Hemoglobinopathies, which include hemoglobin (Hb) variants and the various forms of thalassemia (thal), are the most frequent genetic abnormalities worldwide; while heterozygotes are usually healthy carriers, many homozygotes or compound heterozygotes suffer from severe diseases. Nowadays, therapeutic progresses have strongly modified the course of Hb-pathies with clinical implications, and prevention of Hb disorders is essentially done by diagnosis of the carrier. b-thalassemia represents a major public health problem even in Southeast Asia. Development of genetic counseling and prenatal diagnosis programs by the local governments should be thus considered as a priority. Thus far, in order to provide the necessary background for such programs, a limited number of researches were done in Vietnam.
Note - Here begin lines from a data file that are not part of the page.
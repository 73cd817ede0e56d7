#![expect(
    clippy::tests_outside_test_module,
    reason = "integration tests are only compiled in test mode"
)]

//! HTTP surface tests: the axum application served on an ephemeral port,
//! driven over real HTTP, with Ollama mocked out.

use profile_rag::answer::AnswerService;
use profile_rag::config::{Config, OllamaConfig};
use profile_rag::database::lancedb::VectorStore;
use profile_rag::embeddings::OllamaClient;
use profile_rag::generation::ChatClient;
use profile_rag::ingest::rebuild_profile;
use profile_rag::server::{AppState, build_router};
use serde_json::{Value, json};
use std::net::SocketAddr;
use std::sync::Arc;
use tempfile::TempDir;
use wiremock::matchers::{body_string_contains, method, path};
use wiremock::{Mock, MockServer, ResponseTemplate};

const TEST_PROFILE: &str = "ABOUT\nName: Jane Doe. Engineer.\n\nJane enjoys hiking in the mountains.\n\nJane works on distributed systems.";

const CHAT_REPLY: &str = "Your name is Jane Doe.";

struct TestApp {
    addr: SocketAddr,
    store: Arc<VectorStore>,
    embeddings: Arc<OllamaClient>,
    _mock_server: MockServer,
    _temp_dir: TempDir,
}

async fn spawn_test_app() -> TestApp {
    let mock_server = MockServer::start().await;
    let temp_dir = TempDir::new().expect("should create temp dir");

    let config = Config {
        base_dir: temp_dir.path().to_path_buf(),
        ollama: OllamaConfig {
            host: mock_server.address().ip().to_string(),
            port: mock_server.address().port(),
            batch_size: 1,
            embedding_dimension: 4,
            ..OllamaConfig::default()
        },
        ..Config::default()
    };

    mount_embedding(&mock_server, "Who is this person", [1.0, 0.0, 0.0, 0.0]).await;
    mount_embedding(&mock_server, "ABOUT", [0.8, 0.2, 0.0, 0.0]).await;
    mount_embedding(&mock_server, "hiking", [0.0, 1.0, 0.0, 0.0]).await;
    mount_embedding(&mock_server, "distributed systems", [0.0, 0.0, 1.0, 0.0]).await;
    mount_embedding(&mock_server, "What is my name", [1.0, 0.1, 0.0, 0.0]).await;

    Mock::given(method("POST"))
        .and(path("/api/embed"))
        .respond_with(
            ResponseTemplate::new(200).set_body_json(json!({"embedding": [0.0, 0.0, 0.0, 1.0]})),
        )
        .mount(&mock_server)
        .await;

    Mock::given(method("POST"))
        .and(path("/api/chat"))
        .respond_with(ResponseTemplate::new(200).set_body_json(json!({
            "model": "qwen2.5:0.5b",
            "message": {"role": "assistant", "content": CHAT_REPLY},
            "done": true
        })))
        .mount(&mock_server)
        .await;

    let store = Arc::new(
        VectorStore::new(&config)
            .await
            .expect("should create vector store"),
    );
    let embeddings = Arc::new(OllamaClient::new(&config).expect("should create Ollama client"));
    let chat = Arc::new(ChatClient::new(&config).expect("should create chat client"));

    let state = AppState {
        answer_service: Arc::new(AnswerService::new(
            Arc::clone(&store),
            Arc::clone(&embeddings),
            chat,
            config.retrieval.clone(),
        )),
        store: Arc::clone(&store),
        embeddings: Arc::clone(&embeddings),
    };

    let listener = tokio::net::TcpListener::bind("127.0.0.1:0")
        .await
        .expect("should bind ephemeral port");
    let addr = listener.local_addr().expect("should read local addr");

    tokio::spawn(async move {
        axum::serve(listener, build_router(state))
            .await
            .expect("server should run");
    });

    TestApp {
        addr,
        store,
        embeddings,
        _mock_server: mock_server,
        _temp_dir: temp_dir,
    }
}

async fn mount_embedding(server: &MockServer, needle: &str, vector: [f32; 4]) {
    Mock::given(method("POST"))
        .and(path("/api/embed"))
        .and(body_string_contains(needle))
        .respond_with(ResponseTemplate::new(200).set_body_json(json!({"embedding": vector})))
        .mount(server)
        .await;
}

async fn http_get(url: String) -> Result<Value, ureq::Error> {
    tokio::task::spawn_blocking(move || {
        let mut response = ureq::get(&url).call()?;
        let body = response.body_mut().read_to_string()?;
        Ok(serde_json::from_str(&body).expect("response should be JSON"))
    })
    .await
    .expect("request task should not panic")
}

async fn http_post_json(url: String, body: Value) -> Result<Value, ureq::Error> {
    tokio::task::spawn_blocking(move || {
        let payload = body.to_string();
        let mut response = ureq::post(&url)
            .header("Content-Type", "application/json")
            .send(&payload)?;
        let text = response.body_mut().read_to_string()?;
        Ok(serde_json::from_str(&text).expect("response should be JSON"))
    })
    .await
    .expect("request task should not panic")
}

#[tokio::test(flavor = "multi_thread")]
async fn ask_returns_answer_with_identity_context() {
    let app = spawn_test_app().await;

    rebuild_profile(&app.store, &app.embeddings, TEST_PROFILE)
        .await
        .expect("should rebuild profile");

    let body = http_get(format!(
        "http://{}/ask?question=What%20is%20my%20name%3F",
        app.addr
    ))
    .await
    .expect("ask should succeed");

    assert_eq!(body["question"], "What is my name?");
    assert_eq!(body["answer"], CHAT_REPLY);
    assert_eq!(body["filtered_by_user"], Value::Null);

    let contexts = body["context_used"]
        .as_array()
        .expect("context_used should be an array");
    assert!(
        contexts
            .iter()
            .any(|c| c == "Who is this person: Name: Jane Doe. Engineer."),
        "identity chunk missing from context: {:?}",
        contexts
    );
}

#[tokio::test(flavor = "multi_thread")]
async fn ask_without_question_is_a_client_error() {
    let app = spawn_test_app().await;

    let result = http_get(format!("http://{}/ask", app.addr)).await;

    match result {
        Err(ureq::Error::StatusCode(status)) => assert_eq!(status, 400),
        other => panic!("expected a 400 response, got {:?}", other),
    }
}

#[tokio::test(flavor = "multi_thread")]
async fn ask_with_unknown_user_filter_returns_empty_context() {
    let app = spawn_test_app().await;

    rebuild_profile(&app.store, &app.embeddings, TEST_PROFILE)
        .await
        .expect("should rebuild profile");

    let body = http_get(format!(
        "http://{}/ask?question=What%20is%20my%20name%3F&user=ghost",
        app.addr
    ))
    .await
    .expect("filtered ask must not be a server failure");

    assert_eq!(body["filtered_by_user"], "ghost");
    assert_eq!(
        body["context_used"],
        Value::Array(Vec::new()),
        "no chunks stored for ghost, context must be empty"
    );
}

#[tokio::test(flavor = "multi_thread")]
async fn documents_endpoint_adds_user_chunks() {
    let app = spawn_test_app().await;

    let body = http_post_json(
        format!("http://{}/documents", app.addr),
        json!({
            "user_name": "alice",
            "content": "Alice likes hiking.\n\nAlice works on distributed systems."
        }),
    )
    .await
    .expect("document submission should succeed");

    assert_eq!(body["user_name"], "alice");
    assert_eq!(body["chunks_added"], 2);
    assert_eq!(body["message"], "Added 2 chunks for user 'alice'.");

    let count = app.store.count_chunks().await.expect("should count");
    assert_eq!(count, 2);

    // Submissions accumulate; a second identical submission doubles the count
    http_post_json(
        format!("http://{}/documents", app.addr),
        json!({
            "user_name": "alice",
            "content": "Alice likes hiking.\n\nAlice works on distributed systems."
        }),
    )
    .await
    .expect("repeat submission should succeed");

    let count = app.store.count_chunks().await.expect("should count");
    assert_eq!(count, 4);
}

#[tokio::test(flavor = "multi_thread")]
async fn documents_endpoint_rejects_blank_user_name() {
    let app = spawn_test_app().await;

    let result = http_post_json(
        format!("http://{}/documents", app.addr),
        json!({"user_name": "   ", "content": "text"}),
    )
    .await;

    match result {
        Err(ureq::Error::StatusCode(status)) => assert_eq!(status, 400),
        other => panic!("expected a 400 response, got {:?}", other),
    }
}
//! HTTP server exposing the retrieval-augmented answer flow.
//!
//! Two endpoints, matching the knowledge-base contract:
//! - `GET /ask?question=...&user=...` answers a question from the store
//! - `POST /documents` submits a new profile document for a user


use axum::Json;
use axum::Router;
use axum::extract::{Query, State};
use axum::http::StatusCode;
use axum::response::{IntoResponse, Response};
use axum::routing::{get, post};
use serde::{Deserialize, Serialize};
use serde_json::json;
use std::sync::Arc;
use tokio::net::TcpListener;
use tracing::{error, info};

use crate::Result;
use crate::answer::{Answer, AnswerService};
use crate::database::lancedb::VectorStore;
use crate::embeddings::OllamaClient;
use crate::ingest::append_user_document;

/// Process-wide collaborator handles, established once at startup and
/// treated as read-only for the process lifetime.
#[derive(Clone)]
pub struct AppState {
    pub answer_service: Arc<AnswerService>,
    pub store: Arc<VectorStore>,
    pub embeddings: Arc<OllamaClient>,
}

#[derive(Debug, Deserialize)]
pub struct AskParams {
    pub question: String,
    pub user: Option<String>,
}

#[derive(Debug, Deserialize)]
pub struct DocumentSubmission {
    pub user_name: String,
    pub content: String,
}

#[derive(Debug, Serialize)]
pub struct DocumentResponse {
    pub message: String,
    pub user_name: String,
    pub chunks_added: usize,
}

/// Error returned by the HTTP handlers.
///
/// Collaborator failures surface as a 5xx with the error message; input
/// problems the extractors can't catch surface as a 4xx.
pub struct ApiError {
    status: StatusCode,
    message: String,
}

impl ApiError {
    fn bad_request(message: impl Into<String>) -> Self {
        Self {
            status: StatusCode::BAD_REQUEST,
            message: message.into(),
        }
    }

    fn internal(error: &anyhow::Error) -> Self {
        error!("Request failed: {:#}", error);
        Self {
            status: StatusCode::INTERNAL_SERVER_ERROR,
            message: format!("{:#}", error),
        }
    }
}

impl IntoResponse for ApiError {
    #[inline]
    fn into_response(self) -> Response {
        (self.status, Json(json!({ "error": self.message }))).into_response()
    }
}

/// Build the application router around shared state
#[inline]
pub fn build_router(state: AppState) -> Router {
    Router::new()
        .route("/ask", get(ask))
        .route("/documents", post(add_document))
        .with_state(state)
}

/// Bind to the configured address and serve requests until shutdown
#[inline]
pub async fn run(listener: TcpListener, state: AppState) -> Result<()> {
    let addr = listener
        .local_addr()
        .map_err(|e| crate::ProfileRagError::Server(format!("Failed to read local addr: {}", e)))?;
    info!("Listening on http://{}", addr);

    axum::serve(listener, build_router(state))
        .await
        .map_err(|e| crate::ProfileRagError::Server(format!("Server error: {}", e)))?;

    Ok(())
}

async fn ask(
    State(state): State<AppState>,
    Query(params): Query<AskParams>,
) -> std::result::Result<Json<Answer>, ApiError> {
    info!(
        "Answering question (user filter: {:?})",
        params.user.as_deref()
    );

    let answer = state
        .answer_service
        .answer(&params.question, params.user.as_deref())
        .await
        .map_err(|e| ApiError::internal(&e))?;

    Ok(Json(answer))
}

async fn add_document(
    State(state): State<AppState>,
    Json(submission): Json<DocumentSubmission>,
) -> std::result::Result<Json<DocumentResponse>, ApiError> {
    let user_name = submission.user_name.trim();
    if user_name.is_empty() {
        return Err(ApiError::bad_request("user_name must not be empty"));
    }

    info!("Adding document for user '{}'", user_name);

    let chunks_added = append_user_document(
        &state.store,
        &state.embeddings,
        user_name,
        &submission.content,
    )
    .await
    .map_err(|e| ApiError::internal(&e))?;

    Ok(Json(DocumentResponse {
        message: format!("Added {} chunks for user '{}'.", chunks_added, user_name),
        user_name: user_name.to_string(),
        chunks_added,
    }))
}
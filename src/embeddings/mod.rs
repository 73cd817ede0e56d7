// Embeddings module
// Converts chunk text into vectors via a local Ollama instance

pub mod ollama;

pub use ollama::{DEFAULT_EMBEDDING_DIMENSION, OllamaClient};
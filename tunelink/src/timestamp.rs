use std::time::Duration;

use serde::{Deserialize, Serialize};

/// A UNIX timestamp in UTC with nanosecond precision.
#[derive(Debug, Default, Clone, Copy, PartialEq, Eq, PartialOrd, Ord, Hash, Serialize, Deserialize)]
pub struct Timestamp {
    seconds: u64,
    nanos: u32,
}

impl Timestamp {
    /// Creates a new `Timestamp` from the given seconds and nanoseconds.
    pub fn new(mut seconds: u64, mut nanos: u32) -> Self {
        seconds += nanos as u64 / 1_000_000_000;
        nanos %= 1_000_000_000;
        Self { seconds, nanos }
    }

    pub fn from_seconds(seconds: u64) -> Self {
        Self::new(seconds, 0)
    }

    pub fn seconds(&self) -> u64 {
        self.seconds
    }

    pub fn nanos(&self) -> u32 {
        self.nanos
    }

    /// Returns the timestamp as a duration since the UNIX epoch.
    pub fn as_duration(&self) -> Duration {
        Duration::new(self.seconds, self.nanos)
    }

    /// Time elapsed from `earlier` to `self`, zero if `earlier` is in the future.
    pub fn duration_since(&self, earlier: Timestamp) -> Duration {
        self.as_duration().saturating_sub(earlier.as_duration())
    }

    pub fn checked_add(&self, duration: Duration) -> Option<Self> {
        let total = self.as_duration().checked_add(duration)?;
        Some(Self::new(total.as_secs(), total.subsec_nanos()))
    }

    pub fn now() -> Self {
        let now = std::time::SystemTime::now();
        let duration = now
            .duration_since(std::time::UNIX_EPOCH)
            .unwrap_or_default();
        Self::new(duration.as_secs(), duration.subsec_nanos())
    }
}

impl From<Duration> for Timestamp {
    fn from(value: Duration) -> Self {
        Self::new(value.as_secs(), value.subsec_nanos())
    }
}

/// Source of "now" for every age computation in the engine.
pub trait Clock: std::fmt::Debug + Send + Sync + 'static {
    fn now(&self) -> Timestamp;
}

#[derive(Debug, Default, Clone, Copy)]
pub struct SystemClock;

impl Clock for SystemClock {
    fn now(&self) -> Timestamp {
        Timestamp::now()
    }
}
Here, the first contribution to the knowledge of the spectrum of b-thal mutations occurring in the Central province of Thua Thien Hue is described. The research was conducted on 14 families referring to the Central Hospital in Hue because of the presence of severely affected members. Mutations at the level of the b-globin gene were identified after DNA extraction, amplification by PCR, and DNA sequencing.